* **What is being asked**:
Would you filter these records and copy every line that has the word "ValueEnum"?

* **Data records**:
▼▼▼

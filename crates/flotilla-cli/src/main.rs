//! Flotilla - MTA Descriptor Resolution
//!
//! Usage:
//!   flotilla resolve mtad.yaml --org dev-org --space dev    # Resolve a descriptor
//!   flotilla order mtad.yaml                                # Service processing layers
//!   flotilla actions --requested 2 --running 0 --requested-state stopped
//!   flotilla entries entries.json --org dev-org --space dev # Inspect a snapshot

use std::path::PathBuf;

use anyhow::Result;
use clap::{Parser, Subcommand, ValueEnum};
use tracing_subscriber::{layer::SubscriberExt, util::SubscriberInitExt};

use flotilla_core::commands::{
    ActionsCommand, ActionsOptions, ActionsReport, EntriesCommand, EntriesOptions, EntriesReport,
    OrderCommand, OrderOptions, OrderReport, ResolveCommand, ResolveOptions,
};
use flotilla_core::lifecycle::{
    ApplicationSnapshot, ApplicationStartupState, RequestedState, StartupIntent,
};
use flotilla_core::registry::CloudTarget;
use flotilla_core::resolve::ResolutionReport;

#[derive(Parser)]
#[command(name = "flotilla")]
#[command(about = "MTA descriptor resolution engine", long_about = None)]
struct Cli {
    #[command(subcommand)]
    command: Commands,
}

#[derive(Subcommand)]
enum Commands {
    /// Resolve a deployment descriptor against a registry snapshot
    Resolve {
        /// Path to the deployment descriptor YAML
        descriptor: PathBuf,

        /// Deployment target org
        #[arg(long)]
        org: String,

        /// Deployment target space
        #[arg(long)]
        space: String,

        /// Registry snapshot JSON with published entries
        #[arg(long)]
        entries: Option<PathBuf>,

        /// Space GUID recorded on subscriptions
        #[arg(long)]
        space_guid: Option<String>,

        /// Global configuration space, as "<org> <space>"
        #[arg(long)]
        global_target: Option<String>,

        /// Dependency name to leave unresolved (repeatable)
        #[arg(long = "ignore")]
        ignore: Vec<String>,

        /// Output format
        #[arg(short, long, default_value = "table")]
        format: OutputFormat,
    },

    /// Compute service processing layers for a descriptor
    Order {
        /// Path to the deployment descriptor YAML
        descriptor: PathBuf,

        /// Output format
        #[arg(short, long, default_value = "table")]
        format: OutputFormat,
    },

    /// Calculate lifecycle actions for an application
    Actions {
        /// Requested instance count
        #[arg(long)]
        requested: u32,

        /// Running instance count
        #[arg(long)]
        running: u32,

        /// Platform-requested state (started or stopped)
        #[arg(long)]
        requested_state: String,

        /// Application runs one-off work to completion
        #[arg(long)]
        execute_only: bool,

        /// Deploy without starting
        #[arg(long)]
        no_start: bool,

        /// Explicit desired state, overriding intent flags
        #[arg(long)]
        desired: Option<String>,

        /// Output format
        #[arg(short, long, default_value = "table")]
        format: OutputFormat,
    },

    /// Inspect configuration entries in a registry snapshot
    Entries {
        /// Path to the registry snapshot JSON
        snapshot: PathBuf,

        /// Consumer org
        #[arg(long)]
        org: String,

        /// Consumer space
        #[arg(long)]
        space: String,

        /// Narrow to one provider id
        #[arg(long)]
        provider: Option<String>,

        /// Version requirement applied with the provider filter
        #[arg(long)]
        version: Option<String>,

        /// Output format
        #[arg(short, long, default_value = "table")]
        format: OutputFormat,
    },
}

#[derive(Clone, Copy, ValueEnum, Default)]
enum OutputFormat {
    /// Human-readable table
    #[default]
    Table,
    /// Machine-readable JSON
    Json,
}

fn main() -> Result<()> {
    // Initialize tracing
    tracing_subscriber::registry()
        .with(
            tracing_subscriber::EnvFilter::try_from_default_env()
                .unwrap_or_else(|_| "flotilla=info".into()),
        )
        .with(tracing_subscriber::fmt::layer().with_writer(std::io::stderr))
        .init();

    let cli = Cli::parse();
    run_cli(cli.command)
}

fn run_cli(command: Commands) -> Result<()> {
    match command {
        Commands::Resolve {
            descriptor,
            org,
            space,
            entries,
            space_guid,
            global_target,
            ignore,
            format,
        } => run_resolve(
            descriptor,
            org,
            space,
            entries,
            space_guid,
            global_target,
            ignore,
            format,
        ),
        Commands::Order { descriptor, format } => run_order(descriptor, format),
        Commands::Actions {
            requested,
            running,
            requested_state,
            execute_only,
            no_start,
            desired,
            format,
        } => run_actions(
            requested,
            running,
            &requested_state,
            execute_only,
            no_start,
            desired.as_deref(),
            format,
        ),
        Commands::Entries {
            snapshot,
            org,
            space,
            provider,
            version,
            format,
        } => run_entries(snapshot, org, space, provider, version, format),
    }
}

#[allow(clippy::too_many_arguments)]
fn run_resolve(
    descriptor: PathBuf,
    org: String,
    space: String,
    entries: Option<PathBuf>,
    space_guid: Option<String>,
    global_target: Option<String>,
    ignore: Vec<String>,
    format: OutputFormat,
) -> Result<()> {
    let mut options = ResolveOptions::new(descriptor, org, space).with_ignore(ignore);
    if let Some(path) = entries {
        options = options.with_entries(path);
    }
    if let Some(guid) = space_guid {
        options = options.with_space_guid(guid);
    }
    if let Some(target) = global_target {
        options = options.with_global_target(CloudTarget::parse_implicit(&target)?);
    }

    let report = ResolveCommand::new().run(&options)?;
    match format {
        OutputFormat::Table => print_resolution(&report)?,
        OutputFormat::Json => print_json(&report)?,
    }
    Ok(())
}

fn run_order(descriptor: PathBuf, format: OutputFormat) -> Result<()> {
    let report = OrderCommand::new().run(&OrderOptions::new(descriptor))?;
    match format {
        OutputFormat::Table => print_layers(&report),
        OutputFormat::Json => print_json(&report)?,
    }
    Ok(())
}

fn run_actions(
    requested: u32,
    running: u32,
    requested_state: &str,
    execute_only: bool,
    no_start: bool,
    desired: Option<&str>,
    format: OutputFormat,
) -> Result<()> {
    let snapshot = ApplicationSnapshot {
        requested_instances: requested,
        running_instances: running,
        requested_state: parse_requested_state(requested_state)?,
    };
    let mut options = ActionsOptions::new(snapshot).with_intent(StartupIntent {
        execute_only,
        no_start,
    });
    if let Some(state) = desired {
        options = options.with_desired(parse_startup_state(state)?);
    }

    let report = ActionsCommand::new().run(&options)?;
    match format {
        OutputFormat::Table => print_actions(&report),
        OutputFormat::Json => print_json(&report)?,
    }
    Ok(())
}

fn run_entries(
    snapshot: PathBuf,
    org: String,
    space: String,
    provider: Option<String>,
    version: Option<String>,
    format: OutputFormat,
) -> Result<()> {
    let mut options = EntriesOptions::new(snapshot, org, space);
    if let Some(provider) = provider {
        options = options.with_provider(provider);
    }
    if let Some(version) = version {
        options = options.with_version(version);
    }

    let report = EntriesCommand::new().run(&options)?;
    match format {
        OutputFormat::Table => print_entries(&report),
        OutputFormat::Json => print_json(&report)?,
    }
    Ok(())
}

fn parse_requested_state(s: &str) -> Result<RequestedState> {
    match s.to_lowercase().as_str() {
        "started" => Ok(RequestedState::Started),
        "stopped" => Ok(RequestedState::Stopped),
        _ => anyhow::bail!("unknown requested state '{s}': use started or stopped"),
    }
}

fn parse_startup_state(s: &str) -> Result<ApplicationStartupState> {
    match s.to_uppercase().as_str() {
        "STARTED" => Ok(ApplicationStartupState::Started),
        "STOPPED" => Ok(ApplicationStartupState::Stopped),
        "EXECUTED" => Ok(ApplicationStartupState::Executed),
        "INCONSISTENT" => Ok(ApplicationStartupState::Inconsistent),
        _ => anyhow::bail!("unknown application state '{s}'"),
    }
}

fn print_resolution(report: &ResolutionReport) -> Result<()> {
    println!("MTA: {}", report.descriptor.id);
    if !report.resolved_entries.is_empty() {
        println!("Configuration references:");
        for (resource, ids) in &report.resolved_entries {
            let rendered: Vec<String> = ids.iter().map(i64::to_string).collect();
            println!("  {} -> entries [{}]", resource, rendered.join(", "));
        }
    }
    if !report.subscriptions.is_empty() {
        println!("Subscriptions:");
        for subscription in &report.subscriptions {
            println!(
                "  {} on {} ({})",
                subscription.owner.name(),
                subscription.resource_name,
                if subscription.active { "active" } else { "inactive" }
            );
        }
    }
    println!();
    print!("{}", serde_yaml::to_string(&report.descriptor)?);
    Ok(())
}

fn print_layers(report: &OrderReport) {
    if report.layers.is_empty() {
        println!("No service resources to order");
        return;
    }
    for (index, layer) in report.layers.iter().enumerate() {
        println!("Layer {}: {}", index + 1, layer.join(", "));
    }
}

fn print_actions(report: &ActionsReport) {
    println!("Current: {}", report.current);
    println!("Desired: {}", report.desired);
    if report.actions.is_empty() {
        println!("Actions: none");
    } else {
        let rendered: Vec<String> = report.actions.iter().map(ToString::to_string).collect();
        println!("Actions: {}", rendered.join(", "));
    }
}

fn print_entries(report: &EntriesReport) {
    if let Some(criteria) = &report.criteria {
        println!("Criteria: {}", criteria);
        println!();
    }
    if report.entries.is_empty() {
        println!("No matching entries");
        return;
    }
    println!(
        "{:<6} {:<30} {:<12} {:<20} {}",
        "ID", "PROVIDER", "VERSION", "TARGET", "STATE"
    );
    for entry in &report.entries {
        let version = entry
            .provider_version
            .as_ref()
            .map(ToString::to_string)
            .unwrap_or_else(|| "-".to_string());
        println!(
            "{:<6} {:<30} {:<12} {:<20} {}",
            entry.id,
            entry.provider_id,
            version,
            entry.target_space.to_string(),
            if entry.active { "active" } else { "inactive" }
        );
    }
}

fn print_json<T: serde::Serialize>(report: &T) -> Result<()> {
    println!("{}", serde_json::to_string_pretty(report)?);
    Ok(())
}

▲▲▲

* **Exercise solution**:
use clap::{Parser, Subcommand, ValueEnum};
#[derive(Clone, Copy, ValueEnum, Default)]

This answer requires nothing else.